Jisoo tidak mengeluarkan suaranya. Namun, kepala yang mengangguk sudah cukup dijadikan sebagai jawaban.

Tidak ada pilihan lain. Seokmin harus menurutinya. "Baiklah... Besok, ya. Hari ini aku harus menemui Dokter dulu. Supaya kamu aman."

Seokmin sudah bertekat. Sejak dulu. Bahkan di detik pertama saat Jisoo menganggukkan kepalanya dan menerima pernyataan cinta Seokmin. Apa pun akan Seokmin lakukan agar Jisoo terus bahagia bersamanya. Tidak ada kenangan buruk yang tercipta. Jadi, Seokmin sungguh tak memiliki alasan untuk menolak permintaan Jisoo yang satu ini. Pemuda bangir itu merangkul Jisoo dengan penuh kasih sayang. Menyalurkan energi yang ia miliki, berharap si kesayangan dapat bertahan hingga kencan mereka hari ini berakhir.

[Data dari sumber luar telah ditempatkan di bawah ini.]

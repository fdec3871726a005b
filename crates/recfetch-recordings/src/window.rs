//! Calendar-month decomposition of a requested date range

use chrono::{Datelike, Days, Months, NaiveDate};
use recfetch_core::FetchError;

use crate::state::DateWindow;

/// Split `[start, end]` into month-aligned windows.
///
/// The first window starts at `start` and the last ends at `end`; every
/// window in between is a full calendar month. Windows are returned in
/// chronological order and partition the range without gaps or overlaps.
pub fn plan(start: NaiveDate, end: NaiveDate) -> Result<Vec<DateWindow>, FetchError> {
    DateWindow::new(start, end)?;

    let mut windows = Vec::new();
    let mut cursor = first_of_month(start);
    while cursor <= end {
        let window_start = cursor.max(start);
        let next = cursor.checked_add_months(Months::new(1));
        let window_end = next
            .and_then(|n| n.pred_opt())
            .map_or(end, |last| last.min(end));
        windows.push(DateWindow {
            start: window_start,
            end: window_end,
        });
        match next {
            Some(n) => cursor = n,
            None => break,
        }
    }
    Ok(windows)
}

fn first_of_month(d: NaiveDate) -> NaiveDate {
    d - Days::new(u64::from(d.day0()))
}

#[cfg(test)]
mod tests {
    use super::*;

    fn date(y: i32, m: u32, d: u32) -> NaiveDate {
        NaiveDate::from_ymd_opt(y, m, d).unwrap()
    }

    fn w(start: NaiveDate, end: NaiveDate) -> DateWindow {
        DateWindow { start, end }
    }

    /// Windows must tile [start, end] exactly, in order.
    fn assert_partitions(windows: &[DateWindow], start: NaiveDate, end: NaiveDate) {
        assert!(!windows.is_empty());
        assert_eq!(windows[0].start, start);
        assert_eq!(windows[windows.len() - 1].end, end);
        for pair in windows.windows(2) {
            assert_eq!(pair[0].end.succ_opt().unwrap(), pair[1].start);
        }
        for window in windows {
            assert!(window.start <= window.end);
            assert_eq!(window.start.year(), window.end.year());
            assert_eq!(window.start.month(), window.end.month());
        }
        let days: i64 = windows.iter().map(DateWindow::days).sum();
        assert_eq!(days, (end - start).num_days() + 1);
    }

    #[test]
    fn spans_three_months() {
        let windows = plan(date(2024, 1, 15), date(2024, 3, 10)).unwrap();
        assert_eq!(
            windows,
            vec![
                w(date(2024, 1, 15), date(2024, 1, 31)),
                w(date(2024, 2, 1), date(2024, 2, 29)),
                w(date(2024, 3, 1), date(2024, 3, 10)),
            ]
        );
    }

    #[test]
    fn within_one_month() {
        let windows = plan(date(2023, 6, 3), date(2023, 6, 20)).unwrap();
        assert_eq!(windows, vec![w(date(2023, 6, 3), date(2023, 6, 20))]);
    }

    #[test]
    fn single_day() {
        let windows = plan(date(2023, 12, 31), date(2023, 12, 31)).unwrap();
        assert_eq!(windows, vec![w(date(2023, 12, 31), date(2023, 12, 31))]);
    }

    #[test]
    fn crosses_year_boundary() {
        let windows = plan(date(2023, 12, 31), date(2024, 1, 1)).unwrap();
        assert_eq!(
            windows,
            vec![
                w(date(2023, 12, 31), date(2023, 12, 31)),
                w(date(2024, 1, 1), date(2024, 1, 1)),
            ]
        );
    }

    #[test]
    fn non_leap_february() {
        let windows = plan(date(2023, 2, 1), date(2023, 3, 1)).unwrap();
        assert_eq!(windows[0], w(date(2023, 2, 1), date(2023, 2, 28)));
        assert_eq!(windows[1], w(date(2023, 3, 1), date(2023, 3, 1)));
    }

    #[test]
    fn reversed_range_rejected() {
        let err = plan(date(2024, 3, 10), date(2024, 1, 15)).unwrap_err();
        assert!(matches!(err, FetchError::InvalidRange { .. }));
    }

    #[test]
    fn partitions_many_ranges() {
        let base = date(2023, 1, 1);
        for start_offset in (0..800).step_by(37) {
            for len in [0u64, 1, 27, 28, 30, 31, 59, 61, 365, 400] {
                let start = base + Days::new(start_offset);
                let end = start + Days::new(len);
                let windows = plan(start, end).unwrap();
                assert_partitions(&windows, start, end);
            }
        }
    }

    #[test]
    fn range_reaching_max_date() {
        let end = NaiveDate::MAX;
        let start = first_of_month(end);
        let windows = plan(start, end).unwrap();
        assert_eq!(windows, vec![w(start, end)]);
    }
}
//! recfetch - bulk downloader for cloud meeting recordings
//!
//! Lists every recording in a date range month by month and mirrors the
//! files into one folder per meeting.

use std::process::ExitCode;
use std::sync::Arc;
use std::time::Duration;

use clap::{Parser, Subcommand};
use comfy_table::{Cell, Color, Table, modifiers::UTF8_ROUND_CORNERS, presets::UTF8_FULL};
use recfetch_core::{HttpConfig, ProgressContext};

mod cmd;
mod config;

use config::FileConfig;

#[derive(Parser)]
#[command(name = "recfetch")]
#[command(about = "Bulk downloader for cloud meeting recordings")]
#[command(version)]
struct Cli {
    #[command(subcommand)]
    command: Command,

    /// Enable debug logging
    #[arg(long, global = true)]
    debug: bool,

    /// Only log warnings and errors
    #[arg(short, long, global = true)]
    quiet: bool,

    /// Config file path (default: ./recfetch.toml or ~/.config/recfetch/config.toml)
    #[arg(short, long, global = true)]
    config: Option<std::path::PathBuf>,

    /// Read timeout in seconds for stall detection
    #[arg(long, global = true)]
    read_timeout: Option<u64>,

    /// Maximum retry attempts for transient failures
    #[arg(long, global = true)]
    max_retries: Option<u32>,
}

#[derive(Subcommand)]
enum Command {
    /// Download all recordings in a date range
    Fetch(cmd::fetch::FetchArgs),
    /// Show the monthly listing windows for a date range
    Plan(cmd::plan::PlanArgs),
    /// Show current configuration
    Config,
}

fn print_config(config: &FileConfig, http: &HttpConfig) {
    let mut table = Table::new();
    table
        .load_preset(UTF8_FULL)
        .apply_modifier(UTF8_ROUND_CORNERS)
        .set_header(vec![
            Cell::new("Setting").fg(Color::Cyan),
            Cell::new("Value").fg(Color::Cyan),
        ]);

    let presence = |v: &Option<String>| if v.is_some() { "configured" } else { "not set" };
    table.add_row(vec![
        "Account ID",
        config.account.account_id.as_deref().unwrap_or("not set"),
    ]);
    table.add_row(vec!["Client ID", presence(&config.account.client_id)]);
    table.add_row(vec!["Client secret", presence(&config.account.client_secret)]);
    table.add_row(vec!["User", &config.account.user_id]);
    table.add_row(vec!["API base URL", &config.api.base_url]);
    table.add_row(vec!["OAuth URL", &config.api.oauth_url]);
    table.add_row(vec!["Page size", &config.api.page_size.to_string()]);
    table.add_row(vec![
        "Token placement",
        &config.api.token_placement.to_string(),
    ]);
    table.add_row(vec!["Output directory", &config.output.dir.display().to_string()]);
    table.add_row(vec!["Folder prefix", &config.output.folder_prefix]);
    table.add_row(vec!["Workers", &config.workers.to_string()]);
    table.add_row(vec![
        "Read timeout",
        &format!("{}s", http.read_timeout.as_secs()),
    ]);
    table.add_row(vec!["Max retries", &http.max_retries.to_string()]);
    table.add_row(vec![
        "Backoff base",
        &format!("{}ms", http.backoff_base.as_millis()),
    ]);

    eprintln!("\n{table}");
}

fn main() -> ExitCode {
    let cli = Cli::parse();

    // Progress context (TTY auto-detect)
    let progress = Arc::new(ProgressContext::new());

    // Logging:
    //   TTY:     lines go above the progress bars
    //   non-TTY: plain lines, one per event
    let multi = progress.is_tty().then(|| progress.multi());
    if let Err(e) = recfetch_core::init_logging(cli.quiet, cli.debug, multi) {
        eprintln!("Failed to initialize logging: {e}");
    }

    let file = match FileConfig::load(cli.config.as_deref()) {
        Ok(file) => file,
        Err(e) => {
            log::error!("{e:#}");
            return ExitCode::from(2);
        }
    };

    // Config file defaults, CLI overrides
    let http = HttpConfig {
        read_timeout: Duration::from_secs(cli.read_timeout.unwrap_or(file.http.read_timeout)),
        max_retries: cli.max_retries.unwrap_or(file.http.max_retries),
        backoff_base: Duration::from_millis(file.http.backoff_ms),
    };

    match cli.command {
        Command::Fetch(args) => cmd::fetch::run(args, &file, http, &progress),
        Command::Plan(args) => match cmd::plan::run(args) {
            Ok(()) => ExitCode::SUCCESS,
            Err(e) => {
                log::error!("{e:#}");
                ExitCode::from(2)
            }
        },
        Command::Config => {
            print_config(&file, &http);
            ExitCode::SUCCESS
        }
    }
}
//! Error taxonomy shared by the listing and retrieval stages

use std::path::PathBuf;

use chrono::NaiveDate;

/// Error from authenticating, listing, or retrieving a single unit of work.
///
/// `Unauthorized` is the raw "credential rejected" signal (HTTP 401). Callers
/// recover from it locally with one refresh; when the refreshed credential is
/// rejected too it is escalated to [`FetchError::Auth`].
#[derive(Debug)]
pub enum FetchError {
    /// Identity provider failure or repeated credential rejection
    Auth { message: String },
    /// The remote rejected the current credential
    Unauthorized,
    /// Non-auth HTTP/protocol failure; `status` is `None` for transport errors
    Remote { status: Option<u16>, body: String },
    /// Requested range ends before it starts
    InvalidRange { start: NaiveDate, end: NaiveDate },
    /// Transfer completed with zero bytes
    EmptyDownload { path: PathBuf },
    /// Stream ended before the advertised length
    Truncated { expected: u64, received: u64 },
    Io(std::io::Error),
    /// Shutdown was requested while the work was in flight
    Cancelled,
}

impl std::fmt::Display for FetchError {
    fn fmt(&self, f: &mut std::fmt::Formatter<'_>) -> std::fmt::Result {
        match self {
            Self::Auth { message } => write!(f, "authentication failed: {message}"),
            Self::Unauthorized => f.write_str("credential rejected (HTTP 401)"),
            Self::Remote {
                status: Some(s),
                body,
            } => write!(f, "HTTP {s}: {body}"),
            Self::Remote { status: None, body } => write!(f, "HTTP error: {body}"),
            Self::InvalidRange { start, end } => {
                write!(f, "invalid date range: {end} is before {start}")
            }
            Self::EmptyDownload { path } => {
                write!(f, "downloaded zero bytes for {}", path.display())
            }
            Self::Truncated { expected, received } => {
                write!(f, "stream truncated: {received} of {expected} bytes")
            }
            Self::Io(e) => write!(f, "IO error: {e}"),
            Self::Cancelled => f.write_str("cancelled"),
        }
    }
}

impl std::error::Error for FetchError {
    fn source(&self) -> Option<&(dyn std::error::Error + 'static)> {
        match self {
            Self::Io(e) => Some(e),
            _ => None,
        }
    }
}

impl From<std::io::Error> for FetchError {
    fn from(e: std::io::Error) -> Self {
        Self::Io(e)
    }
}

/// Longest response body kept in a [`FetchError::Remote`] for diagnostics
const MAX_BODY_CHARS: usize = 512;

impl FetchError {
    /// Create a remote error from a reqwest transport/status error.
    ///
    /// The URL is stripped so signed download links and tokens never reach logs.
    pub fn from_reqwest(e: reqwest::Error) -> Self {
        Self::Remote {
            status: e.status().map(|s| s.as_u16()),
            body: e.without_url().to_string(),
        }
    }

    /// Create a remote error from a non-success status and its body.
    pub fn remote(status: u16, body: &str) -> Self {
        let body: String = body.chars().take(MAX_BODY_CHARS).collect();
        Self::Remote {
            status: Some(status),
            body,
        }
    }

    /// Whether a fresh attempt after a backoff may succeed.
    pub fn is_retryable(&self) -> bool {
        match self {
            // No status = connect/read failure; 429 = rate limit
            Self::Remote { status, .. } => {
                matches!(status, None | Some(429) | Some(500..=599))
            }
            Self::Truncated { .. } => true,
            Self::Io(e) => e.kind() != std::io::ErrorKind::StorageFull,
            Self::Auth { .. }
            | Self::Unauthorized
            | Self::InvalidRange { .. }
            | Self::EmptyDownload { .. }
            | Self::Cancelled => false,
        }
    }

    pub fn is_cancelled(&self) -> bool {
        matches!(self, Self::Cancelled)
    }

    /// Short machine-friendly name used in summaries.
    pub fn kind(&self) -> &'static str {
        match self {
            Self::Auth { .. } | Self::Unauthorized => "auth",
            Self::Remote { .. } => "remote",
            Self::InvalidRange { .. } => "invalid-range",
            Self::EmptyDownload { .. } => "empty",
            Self::Truncated { .. } => "truncated",
            Self::Io(_) => "io",
            Self::Cancelled => "cancelled",
        }
    }
}
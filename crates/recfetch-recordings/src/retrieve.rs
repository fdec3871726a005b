//! Single-asset retrieval with staged writes and atomic commit

use std::fmt;
use std::fs::{self, File};
use std::io::{self, BufWriter};
use std::path::{Path, PathBuf};
use std::str::FromStr;
use std::sync::Arc;

use indicatif::ProgressBar;
use recfetch_core::http::{HttpConfig, SHARED_RUNTIME, copy_body, http_client, read_text};
use recfetch_core::{FetchError, ShutdownFlag, retry_with_backoff, upgrade_to_bar};
use serde::Deserialize;

use crate::auth::{Credential, CredentialBroker};
use crate::naming::part_path;

/// Where the bearer token goes on an asset request
#[derive(Debug, Clone, Copy, Default, PartialEq, Eq, Deserialize)]
#[serde(rename_all = "lowercase")]
pub enum TokenPlacement {
    /// `?access_token=<token>` appended to the download URL
    #[default]
    Query,
    /// `Authorization: Bearer <token>`
    Header,
}

impl FromStr for TokenPlacement {
    type Err = String;

    fn from_str(s: &str) -> Result<Self, Self::Err> {
        match s.to_ascii_lowercase().as_str() {
            "query" => Ok(Self::Query),
            "header" => Ok(Self::Header),
            other => Err(format!("unknown token placement '{other}' (query, header)")),
        }
    }
}

impl fmt::Display for TokenPlacement {
    fn fmt(&self, f: &mut fmt::Formatter<'_>) -> fmt::Result {
        f.write_str(match self {
            Self::Query => "query",
            Self::Header => "header",
        })
    }
}

/// Deletes the staging file unless the transfer was committed.
struct PartGuard {
    path: PathBuf,
    committed: bool,
}

impl PartGuard {
    fn new(path: PathBuf) -> Self {
        Self {
            path,
            committed: false,
        }
    }

    fn commit(mut self, dest: &Path) -> io::Result<()> {
        fs::rename(&self.path, dest)?;
        self.committed = true;
        Ok(())
    }
}

impl Drop for PartGuard {
    fn drop(&mut self) {
        if self.committed {
            return;
        }
        if let Err(e) = fs::remove_file(&self.path) {
            if e.kind() != io::ErrorKind::NotFound {
                log::warn!("Failed to remove {}: {e}", self.path.display());
            }
        }
    }
}

/// Streams remote assets to disk.
///
/// Bytes land in `<dest>.part` and are renamed to `dest` only after the
/// stream completed with a non-zero length, so the final path never holds a
/// partial file.
#[derive(Debug, Clone)]
pub struct Retriever {
    broker: Arc<CredentialBroker>,
    http: HttpConfig,
    placement: TokenPlacement,
    shutdown: ShutdownFlag,
}

impl Retriever {
    pub fn new(
        broker: Arc<CredentialBroker>,
        http: HttpConfig,
        placement: TokenPlacement,
        shutdown: ShutdownFlag,
    ) -> Self {
        Self {
            broker,
            http,
            placement,
            shutdown,
        }
    }

    pub fn broker(&self) -> &CredentialBroker {
        &self.broker
    }

    /// Download `url` to `dest`, returning the number of bytes committed.
    ///
    /// Transient failures are retried with backoff. A rejected credential is
    /// refreshed once per asset; a second rejection is [`FetchError::Auth`].
    pub fn fetch(
        &self,
        url: &str,
        dest: &Path,
        credential: &Credential,
        pb: &ProgressBar,
    ) -> Result<u64, FetchError> {
        let url = reqwest::Url::parse(url).map_err(|e| FetchError::Remote {
            status: None,
            body: format!("invalid download URL: {e}"),
        })?;
        let label = dest
            .file_name()
            .map(|n| n.to_string_lossy().into_owned())
            .unwrap_or_default();

        let mut credential = credential.clone();
        let mut refreshed = false;
        loop {
            let result = retry_with_backoff(&label, &self.http, &self.shutdown, pb, || {
                self.transfer(&url, dest, &credential, pb)
            });
            match result {
                Err(FetchError::Unauthorized) if !refreshed => {
                    log::debug!("{label}: credential rejected, refreshing");
                    credential = self.broker.refresh(&credential)?;
                    refreshed = true;
                }
                Err(FetchError::Unauthorized) => {
                    return Err(FetchError::Auth {
                        message: format!("{label}: download rejected a freshly issued credential"),
                    });
                }
                other => return other,
            }
        }
    }

    fn transfer(
        &self,
        url: &reqwest::Url,
        dest: &Path,
        credential: &Credential,
        pb: &ProgressBar,
    ) -> Result<u64, FetchError> {
        if self.shutdown.is_requested() {
            return Err(FetchError::Cancelled);
        }
        let guard = PartGuard::new(part_path(dest));
        let mut out = BufWriter::new(File::create(&guard.path)?);
        pb.set_position(0);

        let read_timeout = self.http.read_timeout;
        let written = SHARED_RUNTIME.handle().block_on(async {
            let request = match self.placement {
                TokenPlacement::Query => http_client()
                    .get(url.clone())
                    .query(&[("access_token", credential.token())]),
                TokenPlacement::Header => {
                    http_client().get(url.clone()).bearer_auth(credential.token())
                }
            };
            let response = request.send().await.map_err(FetchError::from_reqwest)?;
            let status = response.status().as_u16();
            if status == 401 {
                return Err(FetchError::Unauthorized);
            }
            if !response.status().is_success() {
                let body = read_text(response, read_timeout).await.unwrap_or_default();
                return Err(FetchError::remote(status, &body));
            }
            if let Some(total) = response.content_length() {
                upgrade_to_bar(pb, total);
            }
            copy_body(response, &mut out, read_timeout, &self.shutdown, |n| {
                pb.set_position(n)
            })
            .await
        })?;

        let file = out.into_inner().map_err(io::IntoInnerError::into_error)?;
        file.sync_all()?;
        drop(file);

        if written == 0 {
            return Err(FetchError::EmptyDownload {
                path: dest.to_path_buf(),
            });
        }
        guard.commit(dest)?;
        Ok(written)
    }
}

Setelah berdebat panjang dengan Dokter yang merawat Jisoo kemarin malam, akhirnya Seokmin berhasil meraih izin untuk pergi berkencan di keesokan harinya. Tentu sang Dokter memberi ribuan catatan kecil yang harus Seokmin ikuti. Dijadikan sebagai syarat untuk membawa Jisoo ke sebuah taman tempat mereka pertama kali berkencan dulu.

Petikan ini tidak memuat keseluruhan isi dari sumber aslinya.